Esta vez, sin embargo, Ricky se sintió aliviado. La ausencia de respuesta en casa de Zimmerman parecía eximirlo de la necesidad de llamar a su puerta, aunque le sorprendía que la madre no contestara. Según su hijo, se pasaba casi todo el día postrada en cama, incapacitada y enferma, salvo para sus inagotables exigencias y comentarios denigrantes, que soltaba sin cesar.

Colgó y retrocedió. Echó un largo vistazo al edificio donde vivía Zimmerman y sacudió la cabeza. «Tienes que controlar esta situación», se dijo.

La carta amenazadora, el acoso a la hija de su sobrino y la aparición de aquella despampanante mujer en su consulta habían alterado su equilibrio. Necesitaba reimplantar el orden en los acontecimientos y trazarse un camino para salir del juego en que estaba atrapado. Lo que no debía hacer era malograr casi un año de análisis con Roger Zimmerman por estar asustado y actuando con precipitación.

Decirse estas cosas lo tranquilizó. Dio media vuelta, decidido a regresar a su casa y hacer las maletas para irse de vacaciones.

Sin embargo, vio la entrada de la parada de metro de la calle Noventa y dos. Como muchas otras, consistía en unas simples escaleras que se hundían en la tierra, con un discreto rótulo de letras amarillas arriba. Avanzó en esa dirección, se detuvo un momento en lo alto de las escaleras y bajó, impulsado de repente por una sensación de error y de miedo, como si algo estuviera saliendo despacio de la niebla y volviéndose nítido. Sus pasos resonaron en los peldaños. La luz artificial zumbaba y se reflejaba en las baldosas de la pared. Un tren distante gruñó en un túnel. Lo asaltó un olor rancio, como al abrir un armario que lleva años cerrado, seguido de una sensación de moderado calor, como si las temperaturas del día hubiesen calentado la parada y ésta recién empezara a enfriarse. En ese momento había poca gente en la estación, y en la taquilla vio a una mujer negra. Esperó un momento hasta que no la atosigara nadie pidiéndole cambio y se acercó. Se inclinó hacia la rejilla plateada para hablar a través del cristal.

– Perdone -dijo.

– ¿Quiere cambio? ¿Direcciones? En aquella pared de allí tiene los planos.

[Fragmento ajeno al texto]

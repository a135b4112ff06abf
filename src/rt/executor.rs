use std::cell::RefCell;
use std::collections::{HashMap, VecDeque};
use std::future::Future;
use std::io;
use std::pin::Pin;
use std::sync::{Arc, Mutex};
use std::task::{Context, Wake, Waker};

use crate::rt::reactor::Reactor;
use crate::rt::timer::TimerWheel;

type TaskId = u64;
type BoxFuture = Pin<Box<dyn Future<Output = ()>>>;

struct TaskWaker {
    id: TaskId,
    ready: Arc<Mutex<VecDeque<TaskId>>>,
}

impl Wake for TaskWaker {
    fn wake(self: Arc<Self>) {
        self.wake_by_ref();
    }

    fn wake_by_ref(self: &Arc<Self>) {
        let mut q = self.ready.lock().unwrap();
        if !q.contains(&self.id) {
            q.push_back(self.id);
        }
    }
}

struct Inner {
    reactor: Reactor,
    timer: TimerWheel,
    tasks: RefCell<HashMap<TaskId, BoxFuture>>,
    ready: Arc<Mutex<VecDeque<TaskId>>>,
    next_id: RefCell<TaskId>,
}

thread_local! {
    static RT: RefCell<Option<Inner>> = RefCell::new(None);
}

fn with_inner<R>(f: impl FnOnce(&Inner) -> R) -> R {
    RT.with(|rt| {
        let borrow = rt.borrow();
        let inner = borrow.as_ref().expect("rt used outside block_on");
        f(inner)
    })
}

pub fn with_reactor<R>(f: impl FnOnce(&Reactor) -> R) -> R {
    with_inner(|i| f(&i.reactor))
}

pub fn with_timer<R>(f: impl FnOnce(&TimerWheel) -> R) -> R {
    with_inner(|i| f(&i.timer))
}

/// Spawns a future as an independent task polled by the executor's ready
/// queue — used for one task per accepted connection. Intra-request
/// concurrency (CGI's pipes, a proxy's two directions) should use
/// [`crate::rt::join`] instead: those share the parent task's waker rather
/// than paying for their own entry here.
pub fn spawn(fut: impl Future<Output = ()> + 'static) {
    with_inner(|inner| {
        let id = {
            let mut n = inner.next_id.borrow_mut();
            let id = *n;
            *n += 1;
            id
        };
        inner.tasks.borrow_mut().insert(id, Box::pin(fut));
        inner.ready.lock().unwrap().push_back(id);
    });
}

fn waker_for(id: TaskId, ready: Arc<Mutex<VecDeque<TaskId>>>) -> Waker {
    Waker::from(Arc::new(TaskWaker { id, ready }))
}

/// Drives `main` to completion, which for this server means the process's
/// lifetime: `Server::run` never actually resolves under normal operation,
/// since its accept loop runs forever, but `block_on` itself is oblivious
/// to that — it is just a loop pumping the ready queue and the reactor.
pub fn block_on<F: Future<Output = T>, T>(main: F) -> io::Result<T> {
    RT.with(|rt| {
        *rt.borrow_mut() = Some(Inner {
            reactor: Reactor::new()?,
            timer: TimerWheel::new(),
            tasks: RefCell::new(HashMap::new()),
            ready: Arc::new(Mutex::new(VecDeque::new())),
            next_id: RefCell::new(1),
        });
        Ok(())
    })?;

    const MAIN_ID: TaskId = 0;
    let ready = with_inner(|i| i.ready.clone());
    ready.lock().unwrap().push_back(MAIN_ID);

    let mut main = Box::pin(main);
    let mut output = None;

    loop {
        let batch: Vec<TaskId> = {
            let mut q = ready.lock().unwrap();
            q.drain(..).collect()
        };

        if batch.is_empty() {
            with_inner(|i| i.timer.fire_expired());
            let timeout = with_inner(|i| i.timer.next_timeout());
            with_inner(|i| i.reactor.turn(timeout))?;
            continue;
        }

        for id in batch {
            let waker = waker_for(id, ready.clone());
            let mut cx = Context::from_waker(&waker);

            if id == MAIN_ID {
                if let std::task::Poll::Ready(v) = main.as_mut().poll(&mut cx) {
                    output = Some(v);
                }
                continue;
            }

            let fut = with_inner(|i| i.tasks.borrow_mut().remove(&id));
            let Some(mut fut) = fut else { continue };
            match fut.as_mut().poll(&mut cx) {
                std::task::Poll::Ready(()) => {}
                std::task::Poll::Pending => {
                    with_inner(|i| i.tasks.borrow_mut().insert(id, fut));
                }
            }
        }

        if let Some(v) = output {
            return Ok(v);
        }
    }
}
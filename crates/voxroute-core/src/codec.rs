//! Binary-to-text encoding for audio payloads (standard base64, padded).

use base64::{Engine as _, engine::general_purpose};

pub fn encode_audio(bytes: &[u8]) -> String {
    general_purpose::STANDARD.encode(bytes)
}

pub fn decode_audio(encoded: &str) -> Result<Vec<u8>, base64::DecodeError> {
    general_purpose::STANDARD.decode(encoded.trim())
}
//! Synthesis engines and the handles the registry keeps for them.
//!
//! An engine is a black box that turns text into a WAV file at a path it is
//! given. Whether it tolerates concurrent calls is declared by the engine
//! itself; handles for engines that do not are gated so only one call is in
//! flight per handle.

pub mod command;
pub mod http;

use std::path::Path;
use std::sync::Arc;

use async_trait::async_trait;
use tokio::sync::Mutex;

use voxroute_core::LanguageKey;
use voxroute_core::config::{EngineConfig, WorkerConfig};
use voxroute_core::types::{Device, RegistryMode};
use voxroute_core::wav::parse_wav_header;

pub use command::CommandEngineFactory;
pub use http::HttpEngineFactory;

/// Text synthesized once per engine at startup.
pub const WARMUP_TEXT: &str = "Ready.";

/// Errors raised by engine adapters.
#[derive(Debug, thiserror::Error)]
pub enum EngineError {
    /// The engine cannot be used at all (missing program, unreachable server).
    #[error("engine unavailable: {0}")]
    Unavailable(String),

    /// The engine ran and reported failure.
    #[error("{0}")]
    Failed(String),

    #[error("artifact I/O: {0}")]
    Io(#[from] std::io::Error),

    #[error("engine request: {0}")]
    Http(#[from] reqwest::Error),
}

/// A loaded text-to-speech model.
#[async_trait]
pub trait SpeechEngine: Send + Sync {
    /// Identifier of the model this engine serves.
    fn model_id(&self) -> &str;

    /// Whether two calls may run on this engine at the same time.
    fn concurrency_safe(&self) -> bool {
        false
    }

    /// Synthesize `text` into a WAV file at `out`.
    ///
    /// `language` is only passed to multilingual engines.
    async fn synthesize_to(
        &self,
        text: &str,
        language: Option<&LanguageKey>,
        out: &Path,
    ) -> Result<(), EngineError>;
}

/// Loads engines at startup.
#[async_trait]
pub trait EngineFactory: Send + Sync {
    async fn load(
        &self,
        model_id: &str,
        device: Device,
    ) -> Result<Arc<dyn SpeechEngine>, EngineError>;
}

/// Build the factory described by the worker configuration.
///
/// Multilingual engines are warmed up with the default language; per-language
/// engines never receive one.
pub fn factory_for(config: &WorkerConfig) -> Box<dyn EngineFactory> {
    let warmup_language = match config.mode {
        RegistryMode::PerLanguage => None,
        RegistryMode::Multilingual => Some(config.default_language.clone()),
    };
    match &config.engine {
        EngineConfig::Command {
            program,
            args,
            language_args,
            gpu_args,
        } => Box::new(
            CommandEngineFactory::new(
                program.clone(),
                args.clone(),
                language_args.clone(),
                gpu_args.clone(),
            )
            .with_warmup_language(warmup_language),
        ),
        EngineConfig::Http {
            url,
            voice,
            concurrency_safe,
        } => Box::new(
            HttpEngineFactory::new(url.clone(), voice.clone(), *concurrency_safe)
                .with_warmup_language(warmup_language),
        ),
    }
}

/// Run one short synthesis and check that it produced a WAV file.
///
/// Factories call this from `load` so a model that cannot synthesize fails
/// startup instead of every request.
pub(crate) async fn warm_up(
    engine: &dyn SpeechEngine,
    language: Option<&LanguageKey>,
) -> Result<(), EngineError> {
    let out = tempfile::Builder::new()
        .prefix("voxroute-warmup-")
        .suffix(".wav")
        .tempfile()?
        .into_temp_path();

    engine
        .synthesize_to(WARMUP_TEXT, language, &out)
        .await
        .map_err(|e| EngineError::Unavailable(format!("warm-up synthesis failed: {e}")))?;
    let audio = tokio::fs::read(&out).await?;
    parse_wav_header(&audio)
        .map_err(|e| EngineError::Unavailable(format!("warm-up output is not WAV: {e}")))?;
    Ok(())
}

/// One loaded engine bound to a device. Read-only once constructed.
pub struct EngineHandle {
    key: LanguageKey,
    device: Device,
    ready: bool,
    engine: Arc<dyn SpeechEngine>,
    // Present when the engine is not safe for concurrent calls.
    gate: Option<Mutex<()>>,
}

impl EngineHandle {
    pub(crate) fn new(key: LanguageKey, device: Device, engine: Arc<dyn SpeechEngine>) -> Self {
        let gate = (!engine.concurrency_safe()).then(|| Mutex::new(()));
        Self {
            key,
            device,
            ready: true,
            engine,
            gate,
        }
    }

    pub fn key(&self) -> &LanguageKey {
        &self.key
    }

    pub fn model_id(&self) -> &str {
        self.engine.model_id()
    }

    pub fn device(&self) -> Device {
        self.device
    }

    pub fn is_ready(&self) -> bool {
        self.ready
    }

    pub fn is_serialized(&self) -> bool {
        self.gate.is_some()
    }

    /// Run the engine, waiting for the gate first when the handle has one.
    pub async fn invoke(
        &self,
        text: &str,
        language: Option<&LanguageKey>,
        out: &Path,
    ) -> Result<(), EngineError> {
        let _permit = match &self.gate {
            Some(gate) => Some(gate.lock().await),
            None => None,
        };
        self.engine.synthesize_to(text, language, out).await
    }
}

impl std::fmt::Debug for EngineHandle {
    fn fmt(&self, f: &mut std::fmt::Formatter<'_>) -> std::fmt::Result {
        f.debug_struct("EngineHandle")
            .field("key", &self.key)
            .field("model", &self.model_id())
            .field("device", &self.device)
            .field("ready", &self.ready)
            .field("serialized", &self.is_serialized())
            .finish()
    }
}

– No es eso. Me gustaría saber algo. Sé que puede parecer extraño pero…

– ¿Qué es lo que quiere?

– Bueno, me gustaría saber si hoy ha ocurrido algo aquí. Esta tarde…

– Para eso tendrá que hablar con la policía -afirmó la mujer con energía-. Ha ocurrido antes de mi turno.

– Pero ¿qué…?

– Yo no estaba. No he visto nada.

– Pero ¿qué ha pasado?

– Un hombre se lanzó a las vías, O se cayó, no lo sé. La policía vino y se fue antes de que empezara mi turno. Lo limpiaron todo y se llevaron a un par de testigos. Eso es todo lo que sé.